Sometimes I believe in book karma. I pick up a book for one reason and by the end it’s given me dozens more reasons to recommend it. This was the case with Ma and Me a memoir by Cambodian …
Sometimes I believe in book karma. I pick up a book for one reason and by the end it’s given me dozens more reasons to recommend it. This was the case with Ma and Me a memoir by Cambodian American journalist Putsata Reang. I began reading it because I thought I might slip this column in before Mother’s Day, especially as much of Reang’s memoir is about her close but often fractious relationship with her mother.
Mom’s Day came and went, and while this would be a great book for moms and their offspring to read together and discuss, the title only discloses one corner of this treasure chest of a tale. The jacket illustration, an eye-catching illustration of a crocodile and a tiger each emitting a single tear, is a more subtle but apt description of the strong characters and emotions inside. “Go in the water, there’s the crocodile. Come up on land, there’s the tiger,” is a saying in Khmer, the national language of Cambodia. Both mother and daughter come to know this all too well throughout their lives, but for different reasons.
Most dramatically, Reang, her mother, father, and siblings fled Cambodia in 1975 just as the Khmer Rouge was stalking southward, nearing their family’s village. Staying meant certain death for her father, and excruciating misery at best for everyone else. But the boat journey across the South China Sea under the burning sun was like not knowing where the crocodile lurked. Reang, the youngest of four children, and still a baby, was barely alive when they finally reached an American naval base in the Philippines. “Failure to thrive” a doctor wrote in his notes after examining her in Corvallis, Oregon, their final destination.
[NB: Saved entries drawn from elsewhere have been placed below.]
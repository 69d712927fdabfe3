use super::*;
use crate::foundation::core::Region;

fn tags(t: &[&str]) -> BTreeSet<String> {
    t.iter().map(|s| s.to_string()).collect()
}

#[test]
fn empty_filter_passes_everything() {
    let f = TagFilter::default();
    assert!(f.allows(&tags(&[])));
    assert!(f.allows(&tags(&["a", "b"])));
}

#[test]
fn required_tags_must_all_be_present() {
    let f = TagFilter::new(["a", "b"], Vec::<String>::new());
    assert!(f.allows(&tags(&["a", "b", "c"])));
    assert!(!f.allows(&tags(&["a"])));
    assert!(!f.allows(&tags(&[])));
}

#[test]
fn disallowed_tags_must_all_be_absent() {
    let f = TagFilter::new(Vec::<String>::new(), ["x"]);
    assert!(f.allows(&tags(&["a"])));
    assert!(!f.allows(&tags(&["a", "x"])));
}

#[test]
fn combined_constraints() {
    let f = TagFilter::new(["a"], ["x"]);
    assert!(f.allows(&tags(&["a"])));
    assert!(!f.allows(&tags(&["a", "x"])));
    assert!(!f.allows(&tags(&["b"])));
}

#[test]
fn conflicting_tag_is_a_config_error() {
    let f = TagFilter::new(["a"], ["a"]);
    assert!(matches!(f.validate(), Err(MashupError::Config(_))));
}

#[test]
fn usable_needs_one_alignment_of_material() {
    let f = TagFilter::default();
    let short = TaggedRegion::new(Region::new(Duration::ZERO, Duration::from_millis(900)));
    let long = TaggedRegion::new(Region::new(Duration::ZERO, Duration::from_secs(1)));
    let invalid = TaggedRegion::new(Region::new(Duration::from_secs(3), Duration::from_secs(1)));
    let alignment = Duration::from_secs(1);
    assert!(!f.usable(&short, alignment));
    assert!(f.usable(&long, alignment));
    assert!(!f.usable(&invalid, alignment));
}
Reang leads us both back in time and through the years that follow. She lays bare what it takes for an immigrant’s daughter to thrive—slowly, often painstakingly, and yet not without humor, revelation, and joy. With well-honed reporting skills, she digs deep into family memories—summers spent on Willamette Valley farms picking berries from dawn to dusk while friends spent theirs playing sports, nights napping in a student health center while her mother scrubbed its floors, a first trip back to Cambodia with Ma to meet the family members who survived the atrocities of the Khmer Rouge and to mourn those who didn’t.
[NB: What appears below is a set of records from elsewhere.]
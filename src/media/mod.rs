//! Source media descriptors and the ffprobe-based helpers used to build them.

pub mod model;
pub mod probe;
use super::*;
use crate::{plan::PlanOp, testing};

#[test]
fn open_creates_plan_and_render_directories() {
    let dir = tempfile::tempdir().unwrap();
    let project = testing::project(dir.path(), "p");
    assert!(project.root().join(PLAN_DIR).is_dir());
    assert!(project.root().join(RENDER_DIR).is_dir());
    assert_eq!(project.format().extension(), "mkv");

    let name = PlanName::parse("abc").unwrap();
    assert_eq!(
        project.render_path(&name),
        project.root().join("render").join("abc.mkv")
    );
}

#[test]
fn open_rejects_missing_or_invalid_projects() {
    let dir = tempfile::tempdir().unwrap();
    assert!(Project::open(dir.path().join("nope")).unwrap_err().is_not_found());

    let file = dir.path().join("file");
    std::fs::write(&file, "").unwrap();
    assert!(matches!(
        Project::open(&file),
        Err(MashupError::Validation(_))
    ));

    let empty = dir.path().join("empty");
    std::fs::create_dir(&empty).unwrap();
    assert!(Project::open(&empty).unwrap_err().is_not_found());

    let zero = dir.path().join("zero");
    std::fs::create_dir(&zero).unwrap();
    let mut format = testing::format(dir.path());
    format.frame_rate = 0;
    std::fs::write(zero.join(FORMAT_FILE), serde_json::to_vec(&format).unwrap()).unwrap();
    assert!(matches!(
        Project::open(&zero),
        Err(MashupError::Validation(_))
    ));
}

#[test]
fn unknown_codec_fails_decoding() {
    let dir = tempfile::tempdir().unwrap();
    let root = dir.path().join("p");
    std::fs::create_dir(&root).unwrap();
    let mut doc = serde_json::to_value(testing::format(dir.path())).unwrap();
    doc["video_codec"] = "MPEG2".into();
    std::fs::write(root.join(FORMAT_FILE), doc.to_string()).unwrap();
    assert!(matches!(Project::open(&root), Err(MashupError::Serde(_))));
}

#[test]
fn publish_replaces_relative_links() {
    let dir = tempfile::tempdir().unwrap();
    let project = testing::project(dir.path(), "p");
    let first = PlanName::parse("first").unwrap();
    let second = PlanName::parse("second").unwrap();
    for n in [&first, &second] {
        project
            .plans()
            .create(&Plan::new(n.clone(), PlanOp::Concat(vec![first.clone()])))
            .unwrap();
    }

    project.publish(&first).unwrap();
    assert_eq!(project.root_plan().unwrap().name, first);

    project.publish(&second).unwrap();
    assert_eq!(project.root_plan().unwrap().name, second);
    assert_eq!(
        std::fs::read_link(project.root().join(ROOT_PLAN_LINK)).unwrap(),
        Path::new("plan").join("second.json")
    );
    assert_eq!(
        std::fs::read_link(project.output_link()).unwrap(),
        Path::new("render").join("second.mkv")
    );
    assert!(!project.root().join(".plan.json.tmp").exists());
}

#[test]
fn missing_publication_is_not_found() {
    let dir = tempfile::tempdir().unwrap();
    let project = testing::project(dir.path(), "p");
    assert!(project.root_plan().unwrap_err().is_not_found());
    assert!(project.generator_params().unwrap_err().is_not_found());
}

#[test]
fn generator_params_are_validated() {
    let dir = tempfile::tempdir().unwrap();
    let project = testing::project(dir.path(), "p");
    std::fs::write(
        project.root().join(GENERATOR_FILE),
        r#"{"target": "1m", "alignment": "1s", "max_concat": 1, "segments": []}"#,
    )
    .unwrap();
    assert!(matches!(
        project.generator_params(),
        Err(MashupError::Config(_))
    ));
}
Reang’s experience is not unlike that of many who’ve come to this country to escape war, violence, and economic disaster. Her parents left behind the things we often take for granted— a close community of friends and family, a comfortable home, a growing career — and worked extraordinarily hard to rebuild those things. But Reang takes this familiar structure and fills it with gold: unique and intimate stories of growing up, coming of age, and struggling to find one’s identity in places that are both home and not home.
One of the most significant struggles for Reang (and for Ma) is her early and ongoing recognition that she is more attracted to women than men. While Ma initially seems supportive, her actions say otherwise, setting up dates with sons of Cambodian friends and reminding Reang to respect their culture. Reang is continuously torn between her desire to find the kind of love that will sustain her as an adult and the mother’s love that saved her life as a baby.
As someone whose ancestors came to this country many generations ago, I found Reang’s memoir eye-opening and thought-provoking. I have no connection to family members who left homes and familiar communities, no memory of the pain of departure or the struggle to connect with people who can’t comprehend what you’ve left behind. Reang’s deep reflection and journalist’s perspective reveals that leaving one culture for another affects us in so many large and small ways, filtering differently through each generation. By the end of her memoir, the crocodile and tiger are still forces to be reckoned with, but Reang proves that with time and love they can be tamed.